#### AIM OF THE TASK
Please copy each line of the listing that includes the string "CreateAccountHandler".

(PROVIDED DATA Opens)

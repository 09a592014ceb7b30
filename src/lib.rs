//! banking_api library
//!
//! Re-exports modules for integration testing and external use.

pub mod api;
pub mod config;
pub mod db;
pub mod domain;
pub mod error;
pub mod handlers;
pub mod store;

pub use config::Config;
pub use domain::{Account, Amount, AmountError, DomainError, OperationType, TransactionRecord};
pub use error::{AppError, AppResult};
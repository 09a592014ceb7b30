//! Command definitions
//!
//! Commands represent intentions to change the system state.

use rust_decimal::Decimal;
use serde::{Deserialize, Serialize};

use crate::domain::Amount;

/// Command to create a new account
#[derive(Debug, Clone, Serialize, Deserialize)]
pub struct CreateAccountCommand {
    /// The customer's 11-digit document number (validated at the transport
    /// layer)
    pub document_number: String,
    /// Credit limit assigned to the account
    pub credit_limit: Decimal,
}

impl CreateAccountCommand {
    pub fn new(document_number: String, credit_limit: Decimal) -> Self {
        Self {
            document_number,
            credit_limit,
        }
    }
}

/// Command to post a transaction against an account
#[derive(Debug, Clone, Serialize, Deserialize)]
pub struct PostTransactionCommand {
    pub account_id: i64,
    /// Raw operation type code; resolved by the posting engine
    pub operation_type_id: i16,
    /// Validated positive amount; the sign comes from the operation type
    pub amount: Amount,
}

impl PostTransactionCommand {
    pub fn new(account_id: i64, operation_type_id: i16, amount: Amount) -> Self {
        Self {
            account_id,
            operation_type_id,
            amount,
        }
    }
}
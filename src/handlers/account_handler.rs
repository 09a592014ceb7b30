//! Account creation handler

use sqlx::PgPool;

use crate::domain::Account;
use crate::error::AppError;
use crate::store::AccountStore;

use super::CreateAccountCommand;

/// Handler for account creation
pub struct CreateAccountHandler {
    accounts: AccountStore,
}

impl CreateAccountHandler {
    pub fn new(pool: PgPool) -> Self {
        Self {
            accounts: AccountStore::new(pool),
        }
    }

    /// Execute the create account command.
    ///
    /// Uniqueness of the document number is left to the store's database
    /// constraint; of two concurrent creations with the same document
    /// number exactly one reaches here successfully.
    pub async fn execute(&self, command: CreateAccountCommand) -> Result<Account, AppError> {
        let account = self
            .accounts
            .create(&command.document_number, command.credit_limit)
            .await?;

        tracing::info!(
            account_id = account.account_id,
            "Account created"
        );

        Ok(account)
    }
}
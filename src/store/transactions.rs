//! Transaction ledger
//!
//! Append-only store of transaction records. `append` runs on the caller's
//! transaction handle so the ledger row and the balance write-back share one
//! commit.

use chrono::{DateTime, Utc};
use rust_decimal::Decimal;
use sqlx::{PgPool, Postgres, Transaction};

use crate::domain::{OperationType, TransactionRecord};

/// Repository for the append-only transaction ledger
#[derive(Debug, Clone)]
pub struct TransactionLedger {
    pool: PgPool,
}

impl TransactionLedger {
    pub fn new(pool: PgPool) -> Self {
        Self { pool }
    }

    /// Append a transaction record inside the caller's unit of work.
    ///
    /// Account existence is guaranteed by the caller having loaded (and
    /// locked) the account on the same transaction handle. The amount is
    /// already signed.
    pub async fn append(
        &self,
        tx: &mut Transaction<'_, Postgres>,
        account_id: i64,
        operation_type: OperationType,
        signed_amount: Decimal,
        event_date: DateTime<Utc>,
    ) -> Result<TransactionRecord, sqlx::Error> {
        let transaction_id: i64 = sqlx::query_scalar(
            r#"
            INSERT INTO transactions (account_id, operation_type, amount, event_date)
            VALUES ($1, $2, $3, $4)
            RETURNING transaction_id
            "#,
        )
        .bind(account_id)
        .bind(operation_type.code())
        .bind(signed_amount)
        .bind(event_date)
        .fetch_one(&mut **tx)
        .await?;

        Ok(TransactionRecord {
            transaction_id,
            account_id,
            operation_type,
            amount: signed_amount,
            event_date,
        })
    }

    /// All ledger entries for an account, oldest first.
    pub async fn find_by_account(
        &self,
        account_id: i64,
    ) -> Result<Vec<TransactionRecord>, sqlx::Error> {
        let rows: Vec<(i64, i64, i16, Decimal, DateTime<Utc>)> = sqlx::query_as(
            r#"
            SELECT transaction_id, account_id, operation_type, amount, event_date
            FROM transactions
            WHERE account_id = $1
            ORDER BY transaction_id
            "#,
        )
        .bind(account_id)
        .fetch_all(&self.pool)
        .await?;

        Ok(rows
            .into_iter()
            .filter_map(|(transaction_id, account_id, code, amount, event_date)| {
                // a code outside 1-4 cannot be written by this crate
                OperationType::from_code(code)
                    .ok()
                    .map(|operation_type| TransactionRecord {
                        transaction_id,
                        account_id,
                        operation_type,
                        amount,
                        event_date,
                    })
            })
            .collect())
    }
}
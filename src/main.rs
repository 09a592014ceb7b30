//! banking_api - Customer accounts and transactions backend API
//!
//! Exposes two REST resources, accounts and transactions, backed by
//! PostgreSQL. Posting a transaction enforces the account's available
//! credit limit inside a single database transaction.

use std::net::SocketAddr;

use axum::{middleware, Router};
use sqlx::postgres::PgPoolOptions;
use tower_http::trace::TraceLayer;
use tracing_subscriber::{layer::SubscriberExt, util::SubscriberInitExt};

use banking_api::api::{self, AppState};
use banking_api::{db, Config};

/// Initialize tracing/logging
fn init_tracing() {
    tracing_subscriber::registry()
        .with(
            tracing_subscriber::EnvFilter::try_from_default_env()
                .unwrap_or_else(|_| "banking_api=debug,tower_http=debug".into()),
        )
        .with(tracing_subscriber::fmt::layer())
        .init();
}

/// Build the application router
fn build_router(state: AppState) -> Router {
    let api_router = api::create_router().layer(middleware::from_fn(
        api::middleware::logging_middleware,
    ));

    Router::new()
        .route("/health", axum::routing::get(health_check))
        .merge(api_router)
        .layer(TraceLayer::new_for_http())
        .with_state(state)
}

/// Health check endpoint
async fn health_check() -> &'static str {
    "OK"
}

#[tokio::main]
async fn main() -> anyhow::Result<()> {
    // Load environment variables
    dotenvy::dotenv().ok();

    init_tracing();

    let config = Config::from_env()?;
    let addr: SocketAddr = format!("{}:{}", config.host, config.port).parse()?;

    tracing::info!("Starting banking_api server");
    tracing::info!("Connecting to database...");

    let pool = PgPoolOptions::new()
        .max_connections(config.database_max_connections)
        .connect(&config.database_url)
        .await?;

    // Verify database schema
    if !db::check_schema(&pool).await? {
        tracing::error!("Database schema is not complete. Please run migrations.");
        return Err(anyhow::anyhow!("Database schema incomplete"));
    }

    tracing::info!("Database connected successfully");
    tracing::info!("Listening on http://{}", addr);

    let state = AppState {
        pool: pool.clone(),
        default_credit_limit: config.default_credit_limit,
    };
    let app = build_router(state);

    let listener = tokio::net::TcpListener::bind(addr).await?;

    axum::serve(listener, app)
        .with_graceful_shutdown(shutdown_signal())
        .await?;

    tracing::info!("Server shutting down...");
    pool.close().await;
    tracing::info!("Database connections closed. Goodbye!");

    Ok(())
}

/// Shutdown signal handler for graceful shutdown
async fn shutdown_signal() {
    let ctrl_c = async {
        tokio::signal::ctrl_c()
            .await
            .expect("Failed to install Ctrl+C handler");
    };

    #[cfg(unix)]
    let terminate = async {
        tokio::signal::unix::signal(tokio::signal::unix::SignalKind::terminate())
            .expect("Failed to install signal handler")
            .recv()
            .await;
    };

    #[cfg(not(unix))]
    let terminate = std::future::pending::<()>();

    tokio::select! {
        _ = ctrl_c => {
            tracing::info!("Received Ctrl+C, initiating graceful shutdown...");
        },
        _ = terminate => {
            tracing::info!("Received SIGTERM, initiating graceful shutdown...");
        },
    }
}
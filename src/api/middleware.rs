//! API middleware
//!
//! Request/response logging.

use axum::{body::Body, http::Request, middleware::Next, response::Response};

/// Request logging middleware
pub async fn logging_middleware(request: Request<Body>, next: Next) -> Response {
    let method = request.method().clone();
    let uri = request.uri().clone();

    let start = std::time::Instant::now();

    tracing::debug!(method = %method, uri = %uri, "Incoming request");

    let response = next.run(request).await;

    let duration = start.elapsed();
    let status = response.status();

    tracing::info!(
        method = %method,
        uri = %uri,
        status = %status,
        duration_ms = %duration.as_millis(),
        "Request completed"
    );

    response
}
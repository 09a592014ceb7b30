//! Account store
//!
//! Persistence for account records. Uniqueness of the document number is
//! enforced by the database constraint, not an existence pre-check, so two
//! concurrent creations resolve to exactly one winner.

use rust_decimal::Decimal;
use sqlx::{PgPool, Postgres, Transaction};

use crate::domain::{Account, DomainError};
use crate::error::AppError;

/// Repository for account records
#[derive(Debug, Clone)]
pub struct AccountStore {
    pool: PgPool,
}

impl AccountStore {
    pub fn new(pool: PgPool) -> Self {
        Self { pool }
    }

    /// Create a new account with balance 0 and the given credit limit.
    ///
    /// # Errors
    /// `DomainError::DuplicateDocumentNumber` when the document number is
    /// already taken (mapped from the unique-constraint violation).
    pub async fn create(
        &self,
        document_number: &str,
        credit_limit: Decimal,
    ) -> Result<Account, AppError> {
        let account_id: i64 = sqlx::query_scalar(
            r#"
            INSERT INTO accounts (document_number, balance, credit_limit)
            VALUES ($1, 0, $2)
            RETURNING account_id
            "#,
        )
        .bind(document_number)
        .bind(credit_limit)
        .fetch_one(&self.pool)
        .await
        .map_err(|e| match &e {
            sqlx::Error::Database(db_err) if db_err.is_unique_violation() => {
                AppError::Domain(DomainError::DuplicateDocumentNumber(
                    document_number.to_string(),
                ))
            }
            _ => AppError::Database(e),
        })?;

        Ok(Account {
            account_id,
            document_number: document_number.to_string(),
            balance: Decimal::ZERO,
            credit_limit,
        })
    }

    /// Look up an account by id.
    pub async fn find_by_id(&self, account_id: i64) -> Result<Option<Account>, sqlx::Error> {
        let row: Option<(i64, String, Decimal, Decimal)> = sqlx::query_as(
            r#"
            SELECT account_id, document_number, balance, credit_limit
            FROM accounts
            WHERE account_id = $1
            "#,
        )
        .bind(account_id)
        .fetch_optional(&self.pool)
        .await?;

        Ok(row.map(Self::into_account))
    }

    /// Look up an account by id with a row lock, inside the caller's unit of
    /// work. Concurrent postings against the same account serialize here;
    /// the lock is held until the transaction commits or rolls back.
    pub async fn find_by_id_for_update(
        &self,
        tx: &mut Transaction<'_, Postgres>,
        account_id: i64,
    ) -> Result<Option<Account>, sqlx::Error> {
        let row: Option<(i64, String, Decimal, Decimal)> = sqlx::query_as(
            r#"
            SELECT account_id, document_number, balance, credit_limit
            FROM accounts
            WHERE account_id = $1
            FOR UPDATE
            "#,
        )
        .bind(account_id)
        .fetch_optional(&mut **tx)
        .await?;

        Ok(row.map(Self::into_account))
    }

    /// Write back a new balance inside the caller's unit of work.
    ///
    /// # Errors
    /// `DomainError::AccountNotFound` if the account no longer exists.
    pub async fn store_balance(
        &self,
        tx: &mut Transaction<'_, Postgres>,
        account_id: i64,
        new_balance: Decimal,
    ) -> Result<(), AppError> {
        let result = sqlx::query(
            r#"
            UPDATE accounts
            SET balance = $2
            WHERE account_id = $1
            "#,
        )
        .bind(account_id)
        .bind(new_balance)
        .execute(&mut **tx)
        .await?;

        if result.rows_affected() == 0 {
            return Err(AppError::Domain(DomainError::AccountNotFound(account_id)));
        }

        Ok(())
    }

    fn into_account(row: (i64, String, Decimal, Decimal)) -> Account {
        let (account_id, document_number, balance, credit_limit) = row;
        Account {
            account_id,
            document_number,
            balance,
            credit_limit,
        }
    }
}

(PROVIDED DATA Closes)

#### SOLUTION
pub struct CreateAccountHandler {
impl CreateAccountHandler {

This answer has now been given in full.